Any period, so in theory as little as one day, but you'd need to be able to establish as fact that you did occupy it as your PPR again, so the period of time between when you move back in and when you sell it should easily satisfy the requirement.


----------



## Joe_90 (28 Aug 2014)

I've never actually done a CGT return in these circumstances but I would be concerned with Section 604 (6)


> Where the gain accrues from the disposal of a dwelling house or part of a dwelling house part of which is used exclusively for the purposes of a trade, business or profession, the gain shall be apportioned and subsections (2) to (5) shall apply in relation to the part of the gain apportioned to the part which is not exclusively used for those purposes.



I don't think that the section intended to provide relief for rental property!


----------



## ClubMan (28 Aug 2014)

The house was rented for 3 years so isn't that 3 years assessable for CGT on eventual sale regardless of how long it has been and will be lived in as a PPR? Or has that changed in recent years?


----------



## dereko1969 (28 Aug 2014)

I'm struggling to see how this squares with your other thread on keeping your tenants as long as possible in the house.
http://www.askaboutmoney.com/showthread.php?t=188865
Are you planning on selling the house from abroad, agree sale, kick tenants out, move in for 1 day and then claim it as your PPR?
If you're not tax resident or ordinarily resident here how will that work?


----------



## Zacchaos (28 Aug 2014)

The legislation provides for PPR relief when you have to work abroad (note that the four year limit only applies where you have to move somewhere else within Ireland).  I do not think that S 604 (6) sets out to take away the relief granted in S 604 (5) for having to live abroad.  

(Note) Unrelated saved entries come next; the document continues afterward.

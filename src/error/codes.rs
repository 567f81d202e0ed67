//! Error code constants.
//!
//! Error codes are organized by category:
//! - 1xxx: Validation errors
//! - 2xxx: Resource errors (missing or conflicting records)
//! - 5xxx: Internal/System errors

/// Error code type with semantic categories.
#[derive(Debug, Clone, Copy, PartialEq, Eq, Hash)]
pub struct ErrorCode(i32);

impl ErrorCode {
    // ===== Validation Errors (1xxx) =====

    /// Bad request / invalid parameters.
    pub const BAD_REQUEST: Self = Self(1001);

    /// URL failed the shortener's format check.
    pub const INVALID_URL: Self = Self(1002);

    // ===== Resource Errors (2xxx) =====

    /// No user with the requested id.
    pub const USER_NOT_FOUND: Self = Self(2001);

    /// No URL behind the requested short code.
    pub const SHORT_URL_NOT_FOUND: Self = Self(2002);

    /// Username is already registered.
    pub const USERNAME_TAKEN: Self = Self(2003);

    /// Short code is already assigned to another URL.
    pub const SHORT_CODE_CONFLICT: Self = Self(2004);

    // ===== Internal/System Errors (5xxx) =====

    /// Storage backend error.
    pub const STORAGE_ERROR: Self = Self(5001);

    /// Internal server error.
    pub const INTERNAL_ERROR: Self = Self(5002);

    /// Get the error code as an i32.
    #[must_use]
    pub const fn as_i32(self) -> i32 {
        self.0
    }

    /// Get the category of this error code.
    #[must_use]
    pub const fn category(&self) -> ErrorCategory {
        match self.0 {
            1000..=1999 => ErrorCategory::Validation,
            2000..=2999 => ErrorCategory::Resource,
            5000..=5999 => ErrorCategory::Internal,
            _ => ErrorCategory::Unknown,
        }
    }
}

impl std::fmt::Display for ErrorCode {
    fn fmt(&self, f: &mut std::fmt::Formatter<'_>) -> std::fmt::Result {
        write!(f, "{}", self.0)
    }
}

impl From<ErrorCode> for i32 {
    fn from(code: ErrorCode) -> Self {
        code.0
    }
}

/// Error category based on error code range.
#[derive(Debug, Clone, Copy, PartialEq, Eq)]
pub enum ErrorCategory {
    /// Validation errors (1xxx).
    Validation,
    /// Resource errors (2xxx).
    Resource,
    /// Internal/system errors (5xxx).
    Internal,
    /// Unknown category.
    Unknown,
}

impl std::fmt::Display for ErrorCategory {
    fn fmt(&self, f: &mut std::fmt::Formatter<'_>) -> std::fmt::Result {
        match self {
            Self::Validation => write!(f, "validation"),
            Self::Resource => write!(f, "resource"),
            Self::Internal => write!(f, "internal"),
            Self::Unknown => write!(f, "unknown"),
        }
    }
}

#[cfg(test)]
mod tests {
    use super::*;

    #[test]
    fn test_error_code_values() {
        assert_eq!(ErrorCode::BAD_REQUEST.as_i32(), 1001);
        assert_eq!(ErrorCode::INVALID_URL.as_i32(), 1002);
        assert_eq!(ErrorCode::USER_NOT_FOUND.as_i32(), 2001);
        assert_eq!(ErrorCode::SHORT_URL_NOT_FOUND.as_i32(), 2002);
        assert_eq!(ErrorCode::INTERNAL_ERROR.as_i32(), 5002);
    }

    #[test]
    fn test_error_categories() {
        assert_eq!(ErrorCode::INVALID_URL.category(), ErrorCategory::Validation);
        assert_eq!(
            ErrorCode::USERNAME_TAKEN.category(),
            ErrorCategory::Resource
        );
        assert_eq!(
            ErrorCode::STORAGE_ERROR.category(),
            ErrorCategory::Internal
        );
        assert_eq!(ErrorCategory::Resource.to_string(), "resource");
    }
}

Take a look at this example from the Revenue Guidance notes to the legislation (Part 19 TCA):

On 1 April, 1985, an individual bought a house in Dublin for €50,000. It was her sole residence until 1 January, 1990 when she was required by her employer to work in the USA. Having let her house in Dublin, she worked in the USA until 30 June, 1992. On her return to Dublin on 1 July, 1992 she reoccupied the Dublin house as her sole residence. On 1 April, 1995 she was required to move to Shannon by her employer. Having let the Dublin house again, she moved to Shannon where she stayed in rental accommodation until 31 March, 1999. On her return to Dublin on 1 April, 1999 she once more reoccupied the Dublin home as her sole residence. With effect from 1 April, 2001, she was transferred permanently to Shannon where she bought a new house. Having initially let the Dublin house, she sold it on 1 October, 2002 for €250,000. The chargeable gain on the disposal is computed as follows — 

period of ownership 1/4/85 to 30/9/02 17.5 years
period of occupation —
1/4/85 to 31/12/89 (actual) 4 years
1/1/90 to 30/6/92 (deemed) 2 years
1/7/92 to 31/3/95 (actual) 2 years
1/4/95 to 31/3/99 (deemed) 4 years
1/4/99 to 31/3/01 (actual) 2 years
1/10/01 to 30/9/02 (deemed – last year) 1 year
Total 17 years

So - specifically references the property being let whilst working abroad but allows PPR for this period.

BTW, have you paid you NPPR??  Much in the news because of €3k being added on to arrears come Sep 1st


----------



## elcato (28 Aug 2014)

To the OP: Did your employer re-depoly you or did you just emigrate because there was no work in Ireland ? It's not clear from the post and I get the impression that the exemption is only if your employer requested you to move.


----------



## Saoirse (29 Aug 2014)

Thanks for all your contributions. 

To Elcato-this is a good point, I have only seen it termed as "moving abroad for work purposes". I went abroad to find work. This has of course changed my tax residence status also so will have to look at how that affects me too. 

To dereko1969: I am just starting to look at exit strategies so am information gathering at the moment. If it meant avoiding a significant CGT payment  I would give the tennants notice and move back into the house for a period of time if possible.


----------



## mandelbrot (29 Aug 2014)

Hold on, lets start at the start here - will you actually make a gain when you sell the house? I.e. when you sell it, will the proceeds less costs of sale exceed the original cost plus stamp duty & legal fees paid (indexed as appropriate)??


----------



## Zacchaos (29 Aug 2014)

Saoirse,

No relief if you chose to live abroad. Legislation says only applies to "offices or employments all of the duties of which were performed outside the state"... Means Irish employment where you're sent abroad. Elacto is correct.

Still curious about NPPR, if don't occupy your house, even though you don't own a second property the NPPR applied. People, especially those living abroad cracking up about it on the radio today. County Councils looking for 4k in arrears, 7k if it's not paid by end of August.


----------



## Saoirse (30 Aug 2014)

To Madlebrot: Yes a good profit will be made on the property despite the property burst as I built it on family land.

To Zacchaos: Have paid the NPPR to 2013, and property tax after that

Its a bummer about the relief-it wasnt like it was much of choice in the end-thanks to all


----------



## clueless (27 Feb 2015)

Sorry....I'm sure this is a stupid question. What is NPPR?


----------



## moneybox (27 Feb 2015)

clueless said:


> Sorry....I'm sure this is a stupid question. What is NPPR?



It no longer exists

https://nppr.ie/default.aspx


----------



## moneybox (27 Feb 2015)

If a person works abroad and doesn't qualify for CGT relief on their PPR for whatever reason, are they still entitled to the CGT relief for the years they lived in the house prior to the sale of the house on their return.


----------



## clueless (28 Feb 2015)

Oh right. Thanks. I thought you had to live in your house again for a set amount of time to prove that it was your PPR. I heard 3 months and I also heard 1 year.


----------